» EXERCISE: Check the data underneath for lines holding the word "Sets", and state only how many you find.

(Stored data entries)
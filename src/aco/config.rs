//! Ant colony parameters.

use serde::{Deserialize, Serialize};

use crate::error::CvrpError;

/// Number of ants sent out per iteration.
#[derive(Debug, Clone, Copy, PartialEq, Eq, Serialize, Deserialize)]
#[serde(rename_all = "snake_case")]
pub enum AntCount {
    /// A fixed number of ants.
    Fixed(usize),
    /// This many ants per graph node (depot included).
    PerNode(usize),
}

impl AntCount {
    /// Ants per iteration for a graph with `num_nodes` nodes.
    pub fn resolve(&self, num_nodes: usize) -> usize {
        match *self {
            AntCount::Fixed(n) => n,
            AntCount::PerNode(k) => k.saturating_mul(num_nodes),
        }
    }
}

/// Configuration of the ant colony solver.
///
/// Every field has a default, so partial configs deserialize.
///
/// # Examples
///
/// ```
/// use u_cvrp::aco::{AcoConfig, AntCount};
///
/// let config = AcoConfig::default()
///     .with_iterations(500)
///     .with_ants(AntCount::Fixed(20))
///     .with_candidate_fraction(0.25)
///     .with_seed(7);
/// assert!(config.validate().is_ok());
/// assert_eq!(config.iterations, 500);
/// ```
#[derive(Debug, Clone, PartialEq, Serialize, Deserialize)]
#[serde(default)]
pub struct AcoConfig {
    /// Number of iterations.
    pub iterations: usize,
    /// Ants per iteration.
    pub ants: AntCount,
    /// Pheromone on every edge before the first iteration.
    pub init_pheromone: f64,
    /// Pheromone deposited per unit of inverse route length.
    pub deposit_factor: f64,
    /// Fraction of pheromone lost on an edge each time it is reinforced.
    pub evaporation_factor: f64,
    /// Pheromone weight (α).
    pub alpha: f64,
    /// Cost weight (β).
    pub beta: f64,
    /// Probability of an exploratory (random) step.
    pub rand_chance: f64,
    /// Share of nodes kept in each node's candidate list.
    pub candidate_fraction: f64,
    /// Re-order short tours by exhaustive search.
    pub permute_routes: bool,
    /// Seed for [`CvrpSolver::solve`](crate::solver::CvrpSolver::solve).
    pub seed: u64,
}

impl Default for AcoConfig {
    fn default() -> Self {
        Self {
            iterations: 100,
            ants: AntCount::PerNode(1),
            init_pheromone: 1.0,
            deposit_factor: 1.0,
            evaporation_factor: 0.1,
            alpha: 1.0,
            beta: 2.3,
            rand_chance: 0.1,
            candidate_fraction: 1.0,
            permute_routes: false,
            seed: 42,
        }
    }
}

impl AcoConfig {
    /// Sets the iteration count.
    pub fn with_iterations(mut self, iterations: usize) -> Self {
        self.iterations = iterations;
        self
    }

    /// Sets the number of ants per iteration.
    pub fn with_ants(mut self, ants: AntCount) -> Self {
        self.ants = ants;
        self
    }

    /// Sets the initial pheromone.
    pub fn with_init_pheromone(mut self, value: f64) -> Self {
        self.init_pheromone = value;
        self
    }

    /// Sets the deposit factor.
    pub fn with_deposit_factor(mut self, value: f64) -> Self {
        self.deposit_factor = value;
        self
    }

    /// Sets the evaporation factor.
    pub fn with_evaporation_factor(mut self, value: f64) -> Self {
        self.evaporation_factor = value;
        self
    }

    /// Sets the pheromone and cost exponents.
    pub fn with_weights(mut self, alpha: f64, beta: f64) -> Self {
        self.alpha = alpha;
        self.beta = beta;
        self
    }

    /// Sets the exploration probability.
    pub fn with_rand_chance(mut self, value: f64) -> Self {
        self.rand_chance = value;
        self
    }

    /// Sets the candidate list fraction.
    pub fn with_candidate_fraction(mut self, value: f64) -> Self {
        self.candidate_fraction = value;
        self
    }

    /// Enables or disables short-tour permutation.
    pub fn with_permute_routes(mut self, enabled: bool) -> Self {
        self.permute_routes = enabled;
        self
    }

    /// Sets the seed used by the seeded entry point.
    pub fn with_seed(mut self, seed: u64) -> Self {
        self.seed = seed;
        self
    }

    /// Checks that every parameter is in range.
    pub fn validate(&self) -> Result<(), CvrpError> {
        fn invalid(msg: String) -> Result<(), CvrpError> {
            Err(CvrpError::InvalidConfig(msg))
        }

        if self.iterations == 0 {
            return invalid("iterations must be at least 1".into());
        }
        if self.ants.resolve(1) == 0 {
            return invalid(format!("ant count must be at least 1, got {:?}", self.ants));
        }
        if !self.init_pheromone.is_finite() || self.init_pheromone < 0.0 {
            return invalid(format!(
                "init_pheromone must be non-negative, got {}",
                self.init_pheromone
            ));
        }
        if !self.deposit_factor.is_finite() || self.deposit_factor <= 0.0 {
            return invalid(format!(
                "deposit_factor must be positive, got {}",
                self.deposit_factor
            ));
        }
        if !(0.0..1.0).contains(&self.evaporation_factor) {
            return invalid(format!(
                "evaporation_factor must be in [0, 1), got {}",
                self.evaporation_factor
            ));
        }
        if !self.alpha.is_finite() || !self.beta.is_finite() {
            return invalid(format!(
                "alpha and beta must be finite, got {} and {}",
                self.alpha, self.beta
            ));
        }
        if !(0.0..=1.0).contains(&self.rand_chance) {
            return invalid(format!(
                "rand_chance must be in [0, 1], got {}",
                self.rand_chance
            ));
        }
        if !(self.candidate_fraction > 0.0 && self.candidate_fraction <= 1.0) {
            return invalid(format!(
                "candidate_fraction must be in (0, 1], got {}",
                self.candidate_fraction
            ));
        }
        Ok(())
    }
}
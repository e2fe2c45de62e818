//! Common interface of the CVRP solvers.

use crate::error::CvrpError;
use crate::models::{ProblemDefinition, Solution};

/// A strategy that turns a problem definition into a solution.
///
/// Implementations keep no state between calls, so one solver value can
/// serve many problems, including from several threads at once.
///
/// # Examples
///
/// ```
/// use u_cvrp::models::{Node, ProblemGraph, ProblemDefinition};
/// use u_cvrp::constructive::GreedySolver;
/// use u_cvrp::aco::{AcoConfig, AntColonySolver};
/// use u_cvrp::solver::CvrpSolver;
///
/// let graph = ProblemGraph::euclidean(vec![
///     Node::depot(0.0, 0.0),
///     Node::client(1, 1.0, 0.0, 10.0),
///     Node::client(2, 2.0, 0.0, 10.0),
/// ])
/// .unwrap();
/// let problem = ProblemDefinition::new("line", graph, 10.0).unwrap();
///
/// let solvers: Vec<Box<dyn CvrpSolver>> = vec![
///     Box::new(GreedySolver),
///     Box::new(AntColonySolver::new(AcoConfig::default().with_iterations(5))),
/// ];
/// for solver in &solvers {
///     let solution = solver.solve(&problem).unwrap();
///     assert_eq!(solution.num_tours(), 2, "{}", solver.label());
/// }
/// ```
pub trait CvrpSolver: Send + Sync {
    /// Builds a solution for the problem.
    ///
    /// # Errors
    ///
    /// [`CvrpError::InfeasibleProblem`] when some client cannot be served
    /// under the problem's constraints.
    fn solve(&self, problem: &ProblemDefinition) -> Result<Solution, CvrpError>;

    /// Human-readable name for reports.
    fn label(&self) -> String;
}
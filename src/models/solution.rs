//! Truck moves and the solution graph they form.

use serde::{Deserialize, Serialize};

use super::node::{Node, DEPOT};
use super::ProblemGraph;
use crate::error::CvrpError;

/// One committed directed edge of a truck's route.
#[derive(Debug, Clone, Copy, PartialEq, Serialize, Deserialize)]
pub struct TruckMove {
    /// Node the truck left.
    pub src: usize,
    /// Node the truck arrived at.
    pub dest: usize,
    /// Cost of the edge `src → dest`.
    pub cost: f64,
}

/// Directed edges of a tour: `depot → tour[0] → … → tour[n-1] → depot`.
///
/// An empty tour has no edges.
pub fn tour_edges(tour: &[usize]) -> impl Iterator<Item = (usize, usize)> + '_ {
    let edges = if tour.is_empty() { 0 } else { tour.len() + 1 };
    let stops = std::iter::once(DEPOT)
        .chain(tour.iter().copied())
        .chain(std::iter::once(DEPOT));
    stops.clone().zip(stops.skip(1)).take(edges)
}

/// A set of depot-rooted tours stored as a directed graph.
///
/// Nodes are the problem's nodes (carrying demand) and edges are exactly the
/// committed [`TruckMove`]s, in commit order. In a well-formed solution every
/// client has in- and out-degree 1 and the depot's degree equals the number
/// of tours.
///
/// # Examples
///
/// ```
/// use u_cvrp::models::{Node, ProblemGraph, Solution};
///
/// let graph = ProblemGraph::euclidean(vec![
///     Node::depot(0.0, 0.0),
///     Node::client(1, 1.0, 0.0, 10.0),
///     Node::client(2, 2.0, 0.0, 10.0),
/// ])
/// .unwrap();
/// let sol = Solution::from_tours(&graph, &[vec![1, 2]]);
/// assert_eq!(sol.num_tours(), 1);
/// assert_eq!(sol.route_len(), 4.0);
/// assert_eq!(sol.tours(), vec![vec![1, 2]]);
/// ```
#[derive(Debug, Clone, PartialEq, Serialize, Deserialize)]
#[serde(try_from = "SolutionData")]
pub struct Solution {
    nodes: Vec<Node>,
    moves: Vec<TruckMove>,
    #[serde(skip)]
    outgoing: Vec<Vec<usize>>,
    #[serde(skip)]
    in_degree: Vec<usize>,
}

/// Serialized form of a [`Solution`]; the adjacency indexes are rebuilt on
/// load.
#[derive(Deserialize)]
struct SolutionData {
    nodes: Vec<Node>,
    moves: Vec<TruckMove>,
}

impl TryFrom<SolutionData> for Solution {
    type Error = CvrpError;

    fn try_from(data: SolutionData) -> Result<Self, Self::Error> {
        let n = data.nodes.len();
        let mut solution = Solution::new(data.nodes);
        for mv in data.moves {
            if mv.src >= n || mv.dest >= n {
                return Err(CvrpError::InvalidProblem(format!(
                    "move {} -> {} references a node outside 0..{}",
                    mv.src, mv.dest, n
                )));
            }
            solution.add_move(mv);
        }
        Ok(solution)
    }
}

impl Solution {
    /// Creates a solution with the given nodes and no edges.
    pub fn new(nodes: Vec<Node>) -> Self {
        let n = nodes.len();
        Self {
            nodes,
            moves: Vec::new(),
            outgoing: vec![Vec::new(); n],
            in_degree: vec![0; n],
        }
    }

    /// Creates an empty solution over the nodes of a graph.
    pub fn for_graph(graph: &ProblemGraph) -> Self {
        Self::new(graph.nodes().to_vec())
    }

    /// Builds a solution from client sequences, closing each at the depot.
    ///
    /// Empty sequences are skipped.
    pub fn from_tours(graph: &ProblemGraph, tours: &[Vec<usize>]) -> Self {
        let mut solution = Self::for_graph(graph);
        for (src, dest) in tours.iter().flat_map(|t| tour_edges(t)) {
            solution.add_move(TruckMove {
                src,
                dest,
                cost: graph.cost(src, dest),
            });
        }
        solution
    }

    /// Records a committed move.
    pub fn add_move(&mut self, mv: TruckMove) {
        self.outgoing[mv.src].push(self.moves.len());
        self.in_degree[mv.dest] += 1;
        self.moves.push(mv);
    }

    /// All moves in commit order.
    pub fn moves(&self) -> &[TruckMove] {
        &self.moves
    }

    /// All nodes, depot first.
    pub fn nodes(&self) -> &[Node] {
        &self.nodes
    }

    /// Number of nodes including the depot.
    pub fn node_count(&self) -> usize {
        self.nodes.len()
    }

    /// Demand of a node.
    pub fn demand(&self, id: usize) -> f64 {
        self.nodes[id].demand()
    }

    /// Outgoing moves of a node, in commit order.
    pub fn successors(&self, id: usize) -> impl Iterator<Item = &TruckMove> + '_ {
        self.outgoing[id].iter().map(move |&i| &self.moves[i])
    }

    /// Number of outgoing moves.
    pub fn out_degree(&self, id: usize) -> usize {
        self.outgoing[id].len()
    }

    /// Number of incoming moves.
    pub fn in_degree(&self, id: usize) -> usize {
        self.in_degree[id]
    }

    /// Number of tours (depot out-degree).
    pub fn num_tours(&self) -> usize {
        self.out_degree(DEPOT)
    }

    /// Total cost of all moves.
    pub fn route_len(&self) -> f64 {
        self.moves.iter().map(|m| m.cost).sum()
    }

    /// Client sequences of every tour, in the order tours leave the depot.
    ///
    /// Each chain follows the first successor of every node; a chain that
    /// does not return to the depot is cut after visiting every node once.
    pub fn tours(&self) -> Vec<Vec<usize>> {
        self.successors(DEPOT)
            .map(|first| {
                let mut tour = Vec::new();
                let mut current = first.dest;
                while current != DEPOT && tour.len() < self.nodes.len() {
                    tour.push(current);
                    match self.successors(current).next() {
                        Some(mv) => current = mv.dest,
                        None => break,
                    }
                }
                tour
            })
            .collect()
    }
}
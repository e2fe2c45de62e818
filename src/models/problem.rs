//! Problem definition consumed by the solvers.

use crate::error::CvrpError;

use super::ProblemGraph;

/// A CVRP instance: cost graph, truck capacity, and per-tour route limit.
///
/// Immutable for the duration of a solve and safe to share across threads.
///
/// # Examples
///
/// ```
/// use u_cvrp::models::{Node, ProblemGraph, ProblemDefinition};
///
/// let graph = ProblemGraph::euclidean(vec![
///     Node::depot(0.0, 0.0),
///     Node::client(1, 3.0, 4.0, 10.0),
/// ])
/// .unwrap();
/// let problem = ProblemDefinition::new("tiny", graph, 100.0)
///     .unwrap()
///     .with_route_limit(50.0)
///     .unwrap();
/// assert_eq!(problem.truck_capacity(), 100.0);
/// assert_eq!(problem.truck_route_limit(), 50.0);
/// ```
#[derive(Debug, Clone)]
pub struct ProblemDefinition {
    graph: ProblemGraph,
    truck_capacity: f64,
    truck_route_limit: f64,
    instance_name: String,
}

impl ProblemDefinition {
    /// Creates a problem without a route limit.
    ///
    /// Fails if the capacity is not a positive finite number.
    pub fn new(
        instance_name: impl Into<String>,
        graph: ProblemGraph,
        truck_capacity: f64,
    ) -> Result<Self, CvrpError> {
        if !truck_capacity.is_finite() || truck_capacity <= 0.0 {
            return Err(CvrpError::InvalidProblem(format!(
                "truck capacity must be positive, got {}",
                truck_capacity
            )));
        }
        Ok(Self {
            graph,
            truck_capacity,
            truck_route_limit: f64::INFINITY,
            instance_name: instance_name.into(),
        })
    }

    /// Sets the maximum travel distance of a single tour.
    ///
    /// `f64::INFINITY` removes the limit.
    pub fn with_route_limit(mut self, limit: f64) -> Result<Self, CvrpError> {
        if limit.is_nan() || limit <= 0.0 {
            return Err(CvrpError::InvalidProblem(format!(
                "route limit must be positive, got {}",
                limit
            )));
        }
        self.truck_route_limit = limit;
        Ok(self)
    }

    /// The cost graph.
    pub fn graph(&self) -> &ProblemGraph {
        &self.graph
    }

    /// Truck capacity.
    pub fn truck_capacity(&self) -> f64 {
        self.truck_capacity
    }

    /// Maximum travel distance per tour (`f64::INFINITY` if unlimited).
    pub fn truck_route_limit(&self) -> f64 {
        self.truck_route_limit
    }

    /// Instance name, used for logging and reporting.
    pub fn instance_name(&self) -> &str {
        &self.instance_name
    }
}
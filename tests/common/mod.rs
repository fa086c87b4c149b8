//! Minimal HTTP/1.1 stub serving canned responses keyed by request target.

#![allow(dead_code)]

use bingdaily::Client;
use std::collections::HashMap;
use std::sync::{Arc, Mutex};
use tokio::io::{AsyncReadExt, AsyncWriteExt};
use tokio::net::{TcpListener, TcpStream};

pub const METADATA_TARGET: &str = "/HPImageArchive.aspx?format=js&idx=0&n=8&mkt=en-CA";

#[derive(Debug, Clone)]
pub struct Request {
    pub target: String,
    pub accept: Option<String>,
}

#[derive(Default)]
pub struct Routes(HashMap<String, (u16, Vec<u8>)>);

impl Routes {
    pub fn new() -> Self {
        Self::default()
    }

    pub fn metadata(self, urls: &[&str]) -> Self {
        let images: Vec<_> = urls
            .iter()
            .map(|url| serde_json::json!({ "url": url, "title": "stub" }))
            .collect();
        let body = serde_json::json!({ "images": images, "tooltips": {} }).to_string();
        self.route(METADATA_TARGET, 200, body.into_bytes())
    }

    pub fn route(mut self, target: &str, status: u16, body: impl Into<Vec<u8>>) -> Self {
        self.0.insert(target.to_string(), (status, body.into()));
        self
    }
}

pub struct Stub {
    pub base_url: String,
    requests: Arc<Mutex<Vec<Request>>>,
}

impl Stub {
    pub async fn start(routes: Routes) -> Self {
        let listener = TcpListener::bind("127.0.0.1:0").await.expect("bind stub");
        let addr = listener.local_addr().expect("stub address");
        let routes = Arc::new(routes.0);
        let requests = Arc::new(Mutex::new(Vec::new()));

        let log = Arc::clone(&requests);
        tokio::spawn(async move {
            while let Ok((socket, _)) = listener.accept().await {
                let routes = Arc::clone(&routes);
                let log = Arc::clone(&log);
                tokio::spawn(async move { respond(socket, &routes, &log).await });
            }
        });

        Self {
            base_url: format!("http://{addr}"),
            requests,
        }
    }

    pub fn client(&self) -> Client {
        let http = reqwest::Client::builder()
            .no_proxy()
            .build()
            .expect("build http client");
        Client::with_http_client(http).with_base_url(self.base_url.as_str())
    }

    pub fn requests(&self) -> Vec<Request> {
        self.requests.lock().unwrap().clone()
    }

    pub fn image_requests(&self) -> Vec<String> {
        self.requests()
            .into_iter()
            .map(|r| r.target)
            .filter(|target| target != METADATA_TARGET)
            .collect()
    }
}

async fn respond(
    mut socket: TcpStream,
    routes: &HashMap<String, (u16, Vec<u8>)>,
    log: &Mutex<Vec<Request>>,
) {
    let mut buf = Vec::new();
    let mut chunk = [0u8; 1024];
    loop {
        let n = socket.read(&mut chunk).await.unwrap_or(0);
        if n == 0 {
            break;
        }
        buf.extend_from_slice(&chunk[..n]);
        if buf.windows(4).any(|w| w == b"\r\n\r\n") {
            break;
        }
    }

    let head = String::from_utf8_lossy(&buf).into_owned();
    let mut lines = head.lines();
    let target = lines
        .next()
        .and_then(|line| line.split_whitespace().nth(1))
        .unwrap_or_default()
        .to_string();
    let accept = lines.find_map(|line| {
        let (name, value) = line.split_once(':')?;
        name.eq_ignore_ascii_case("accept")
            .then(|| value.trim().to_string())
    });
    log.lock().unwrap().push(Request {
        target: target.clone(),
        accept,
    });

    let (status, body) = routes
        .get(&target)
        .cloned()
        .unwrap_or((404, b"not found".to_vec()));
    let reason = match status {
        200 => "OK",
        404 => "Not Found",
        500 => "Internal Server Error",
        503 => "Service Unavailable",
        _ => "Unknown",
    };
    let head = format!(
        "HTTP/1.1 {status} {reason}\r\nContent-Length: {}\r\nConnection: close\r\n\r\n",
        body.len()
    );
    let _ = socket.write_all(head.as_bytes()).await;
    let _ = socket.write_all(&body).await;
    let _ = socket.shutdown().await;
}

» RESULT: 10